The perfect revelation of God’s character is Jesus Christ. Fully human, and fully divine, he embodied perfect love by dying for those who crucified him, then resurrecting from the dead three days later. Any act or event inconsistent with the character of Jesus is not from God. Jesus answered: “Don't you know me, Philip, even after I have been among you such a long time? Anyone who has seen me has seen the Father…” (John 14:9, NIV).
3. Evil Spiritual Forces.
From beginning to end, the bible emphasizes a realm of this world that humans are often ignorant of, the supernatural realm. The book of Job illustrates the impact these spiritual forces can have upon any one person’s life. This book starts with Satan (literally translated as “the adversary”) challenging God’s omniscience. Satan believes that people only love God because they are compelled and under His protection. So, to prove this is not true, God removes His protection from the most righteous man in the land, Job, and allows Satan to have his way. Unfortunately, Job is unaware of this wager and believes he's become the victim of an unfortunate string of bad luck, or punished for his sins (both wrong). Paul reiterates the power evil spiritual forces have on earth in Ephesians 6: 12 (NIV), “For our struggle is not against flesh and blood, but against the rulers, against the authorities, against the powers of this dark world and against the spiritual forces of evil in the heavenly realms.”
4. A Fallen Creation.
However literally or figuratively one chooses to interpret Genesis, it’s clear that things changed drastically after Adam and Eve ate the apple (the Fall). Not only does sin enter the world, but creation becomes fundamentally flawed. What God originally declared “good” is, at best, partially so. Sure we can go to Yellowstone National Park or view a sunset and witness God’s creative genius, but the effects of the Fall are also apparent in creation. Earthquakes, tsunamis, tornadoes, AIDS, Malaria, the food chain, etc. all weren’t created by God, but instead entered the world as a result of the Fall. In Romans Paul emphasizes this, yearning for a day when creation will be liberated, like all of humanity, “We know the whole creation has been groaning as in the pains of childbirth right up to the present time.” (Romans 8:22 NIV).

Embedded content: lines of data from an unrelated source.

//! Plain-text report: resolved costs grouped by category, sorted descending,
//! magnitudes grouped by thousands.

use std::collections::HashMap;

use crate::harness::Measurement;
use crate::Unit;

/// Format a magnitude with grouped-thousands separators, recursing on sign.
pub fn group_thousands(n: f64) -> String {
    if n < 0.0 {
        return format!("-{}", group_thousands(-n));
    }
    let digits = format!("{n:.0}");
    let mut out = String::with_capacity(digits.len() + digits.len() / 3);
    for (i, ch) in digits.chars().enumerate() {
        if i > 0 && (digits.len() - i) % 3 == 0 {
            out.push(',');
        }
        out.push(ch);
    }
    out
}

/// Render the report.
///
/// `categories` is an ordered `(tag, description)` list controlling section
/// order and header text; categories encountered in the batch but absent from
/// the list are appended in first-seen order under their raw tag. Within a
/// section, candidates sort descending by resolved cost (name as tie-break).
/// Unnamed candidates are measured overhead sources and never appear.
///
/// The unit multiplier is applied uniformly here, at format time — never
/// before resolution.
pub fn render(measurements: &[Measurement], unit: Unit, categories: &[(&str, &str)]) -> String {
    let multiplier = unit.multiplier();

    let mut order: HashMap<&str, usize> = HashMap::new();
    let mut descriptions: HashMap<&str, &str> = HashMap::new();
    for (priority, (tag, description)) in categories.iter().enumerate() {
        order.insert(tag, priority);
        descriptions.insert(tag, description);
    }
    let mut next_priority = categories.len();

    // Section membership, plus the global magnitude field width.
    let mut sections: Vec<(&str, Vec<usize>)> = Vec::new();
    let mut magnitude_width = 0usize;
    for (idx, m) in measurements.iter().enumerate() {
        if m.spec.name.is_none() {
            continue;
        }
        let magnitude = group_thousands(m.final_per_op() * multiplier);
        magnitude_width = magnitude_width.max(magnitude.len());
        for category in &m.spec.categories {
            let category = category.as_str();
            if !order.contains_key(category) {
                order.insert(category, next_priority);
                next_priority += 1;
            }
            match sections.iter_mut().find(|(tag, _)| *tag == category) {
                Some((_, members)) => members.push(idx),
                None => sections.push((category, vec![idx])),
            }
        }
    }
    sections.sort_by_key(|(tag, _)| order[tag]);

    let mut out = String::new();
    for (tag, mut members) in sections {
        members.sort_by(|&a, &b| {
            let ca = measurements[a].final_per_op();
            let cb = measurements[b].final_per_op();
            cb.total_cmp(&ca)
                .then_with(|| measurements[a].spec.name.cmp(&measurements[b].spec.name))
        });

        let name_width = members
            .iter()
            .filter_map(|&idx| measurements[idx].spec.name.as_deref())
            .map(str::len)
            .max()
            .unwrap_or(0);

        let description = descriptions.get(tag).copied().unwrap_or(tag);
        out.push_str(&format!("-= {description} =-\n\n"));
        for &idx in &members {
            let m = &measurements[idx];
            let magnitude = group_thousands(m.final_per_op() * multiplier);
            let name = m.spec.name.as_deref().unwrap_or_default();
            out.push_str(&format!(
                "{magnitude:>mag$}{unit} {name:<name_width$}\n",
                mag = magnitude_width + 4,
                unit = unit.as_str(),
            ));
        }
        out.push('\n');
    }
    out
}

So, if we factor in these four variables when considering why future events occur, whether these be, earthquakes, brushing our teeth, or cancer, can we conclusively say “everything happens for a reason?” Maybe, in a cause-effect sort of way. But to say that God is behind every event in our lives is simply wrong. I’m sorry, but God was not responsible for my Aunt’s cancer, nor is he responsible for Mary’s brother’s pancreatic cancer. The Jesus who was crucified for those who murdered him does not afflict people with cancer to teach a lesson.
I don’t know why my Aunt Lugene got cancer. The variables are too complex and many to determine a cause. My guess is that it was a combination of a fallen creation and evil spiritual forces. The only thing I can know for sure is that God had nothing to do with it. From this point forward I have to rest in the knowledge of God’s perfect omniscience, “And we know that in all things [good and evil] God works for the good of those who love him, who have been called according to his purpose,” (Romans 8: 28). It will be interesting to see the good God weaves out of my Aunt’s tragic death.
For an excellent in-depth study on this topic I’d recommend Is God To Blame? Beyond Pat Answers To the Problem of Suffering by Greg Boyd. It has been very helpful for my family in the days since my Aunt’s death.